Back in 1960s these last few weeks of sunshine would have had sun worshippers out slathering themselves in oil in the quest for a golden tan. Today, however, we only have to so much as catch a glimpse of sunshine before we are scurrying for a bottle of sunscreen.
For over 20 years we have been repeatedly warned about the dangers of too much time in the sun, which can lead to skin cancer, premature aging and sunburn. This message has been so successful that for many of us it is almost unthinkable to venture into the sunshine for prolonged periods of time without covering ourselves in sunscreen, and if you have children it's practically considered child abuse not to coat them in a layer of factor 50.
Now protecting yourself from the sun has spread beyond just buying sunscreen. Today you can get make-up with SPF, clothes with UV protection, and even windows made from glass that blocks out harmful rays.
But is our obsession with sun protection actually doing us more harm than good?
Despite sales of sunscreen lotions increasing and campaigns warning people about the dangers of sun exposure, the cases of malignant melanoma (the most dangerous form of skin cancer) in the UK has risen from 3.2 per 100,000 people in 1975 to 17.2 in 2010, Cancer Research revealed. This increase is due in part to an increase in frequency of holidays abroad, according to the charity.
Still the stats don't lie. We are buying more sunscreen but more of us are getting skin cancer. There is no debate about the fact that sun factors offer protect against UVA and UVB rays, which cause cancer. However many people are unsure of how often and how much to apply. This results in many people out in strong sunlight unaware that they are without adequate protection.
Saying this, the NHS also recommends spending time in the sun to enable the body to produce a sufficient amount of vitamin D, which is essential for maintaining healthy bones. Vitamin D is also thought to help against cancer (although there is debate within the medical community about the evidence to support this).
Although no specific recommendations are given to how long people should stay outside without sun protection, the general consensus is that if you have fair skin you shouldn't be out for longer than 15 minutes, while those with darker skin tones need more sun exposure.
What is agreed is that vitamin D is essential for the prevention of rickets in children. Earlier this year a case made headlines when a mother discovered that by smothering her son in factor 50 every time he went outside contributed to him suffering from rickets. In an even more serious case, a couple were charged with murdering their baby, until it was discovered he died from the disease.

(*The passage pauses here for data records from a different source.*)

//! Source transforms applied while bundling
//!
//! Substitutes `process.env.*` reads with literal values so environment
//! conditional code collapses the way it would in a production build, and
//! wraps JSON files as CommonJS modules.

use std::collections::BTreeMap;
use std::path::Path;

use regex::Regex;
use tracing::debug;

use crate::error::{Result, WeighError};

/// Types of modules the bundler can handle
#[derive(Debug, Clone, PartialEq, Eq)]
pub enum ModuleType {
    JavaScript,
    Json,
}

impl ModuleType {
    /// Determine module type from a path's extension
    pub fn detect(path: &Path) -> Self {
        match path.extension().and_then(|ext| ext.to_str()) {
            Some(ext) if ext.eq_ignore_ascii_case("json") => ModuleType::Json,
            _ => ModuleType::JavaScript,
        }
    }
}

/// Applies per-module source transforms
pub struct Transformer {
    /// Compiled `process.env` patterns and their JSON-encoded replacements
    env: Vec<(Regex, String)>,
}

impl Transformer {
    /// Create a transformer substituting the given environment
    pub fn new(env: &BTreeMap<String, String>) -> Result<Self> {
        let mut compiled = Vec::with_capacity(env.len());

        for (key, value) in env {
            let key = regex::escape(key);
            let pattern = format!(
                r#"\bprocess\.env(?:\.{key}\b|\[\s*["']{key}["']\s*\])"#,
                key = key
            );
            let regex = Regex::new(&pattern)
                .map_err(|e| WeighError::Bundle(format!("invalid env key '{}': {}", key, e)))?;
            let literal = serde_json::Value::String(value.clone()).to_string();
            compiled.push((regex, literal));
        }

        Ok(Self { env: compiled })
    }

    /// Transform source code based on module type
    pub fn transform(&self, source: &str, path: &Path) -> Result<String> {
        match ModuleType::detect(path) {
            ModuleType::Json => self.transform_json(source, path),
            ModuleType::JavaScript => Ok(self.substitute_env(source)),
        }
    }

    /// Replace environment reads with their configured values
    fn substitute_env(&self, source: &str) -> String {
        let mut code = source.to_string();

        for (regex, literal) in &self.env {
            if regex.is_match(&code) {
                code = regex.replace_all(&code, literal.as_str()).into_owned();
            }
        }

        code
    }

    /// Transform JSON to JS module
    fn transform_json(&self, source: &str, path: &Path) -> Result<String> {
        debug!("Wrapping JSON: {}", path.display());

        // Validate JSON
        serde_json::from_str::<serde_json::Value>(source)
            .map_err(|e| WeighError::Bundle(format!("invalid JSON in {}: {}", path.display(), e)))?;

        Ok(format!("module.exports = {};", source.trim()))
    }
}
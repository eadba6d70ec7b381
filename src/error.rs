//! Error types for a weighing run
//!
//! Every variant is fatal: a run either produces all three sizes or none.

use std::io;

use thiserror::Error;

/// Errors raised while installing, resolving, bundling or measuring modules
#[derive(Debug, Error)]
pub enum WeighError {
    /// The package installer exited unsuccessfully or printed unusable output
    #[error("package installation failed: {0}")]
    Install(String),

    /// The same package was requested with two different versions
    #[error("package '{name}' requested as both {first} and {second}")]
    ConflictingVersions {
        name: String,
        first: String,
        second: String,
    },

    /// A requested file or package could not be located
    #[error("cannot resolve '{specifier}': {reason}")]
    Resolution {
        specifier: String,
        reason: String,
    },

    /// The module graph could not be bundled
    #[error("bundling failed: {0}")]
    Bundle(String),

    /// A streaming stage (bundle output, minifier, gzip) failed
    #[error("{stage} stream failed: {source}")]
    Stream {
        stage: &'static str,
        #[source]
        source: io::Error,
    },

    /// Writing the report failed
    #[error("failed to write report: {0}")]
    Report(#[source] io::Error),
}

impl WeighError {
    pub(crate) fn resolution(specifier: impl Into<String>, reason: impl Into<String>) -> Self {
        Self::Resolution {
            specifier: specifier.into(),
            reason: reason.into(),
        }
    }

    pub(crate) fn stream(stage: &'static str) -> impl FnOnce(io::Error) -> Self {
        move |source| Self::Stream { stage, source }
    }
}

/// Result alias used across the library
pub type Result<T, E = WeighError> = std::result::Result<T, E>;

There has also been an increasing concern over the chemicals being used to manufacture sunscreens. A few years ago concern was raised about the use of nanoparticles in sunscreen, which led to the Therapeutic Goods Administration in Australia, a country which has the highest incidences of skin cancer in the world, looking into the evidence. It reported that there is no current evidence to prove a risk. However, at a time when people are becoming more suspicious about what is being put into their foods, especially after the horse-meat scandal, along with chemicals being put into the products we use, this will add concern over the amount of chemicals used to manufacture sunscreens. There is now a small movement by those concerned about the chemicals in sunscreens to shun the product altogether and instead ensure that they are protected by covering up and staying in the shade.
So should you head outdoors sunscreen-free? Probably not. There are still a lot of scientific research and government recommendations that advise wearing sunscreens. Instead it is important to be aware of what you are putting onto your skin, ensuring you apply sun factors properly, and keep up with medical research, as health information about sun exposure is changing all the time.
Back in 2004 the BBC reported that Dr Michael Holick lost his job as Professor of Dermatology at the Boston University School of Medicine for saying that people need sensible sun exposure or else they will not produce enough vitamin D. Nearly 10 years later and both Cancer Research and the NHS state that being in the sun safely will help people to get the benefits of vitamin D. So who knows what will happen in the next 10 years?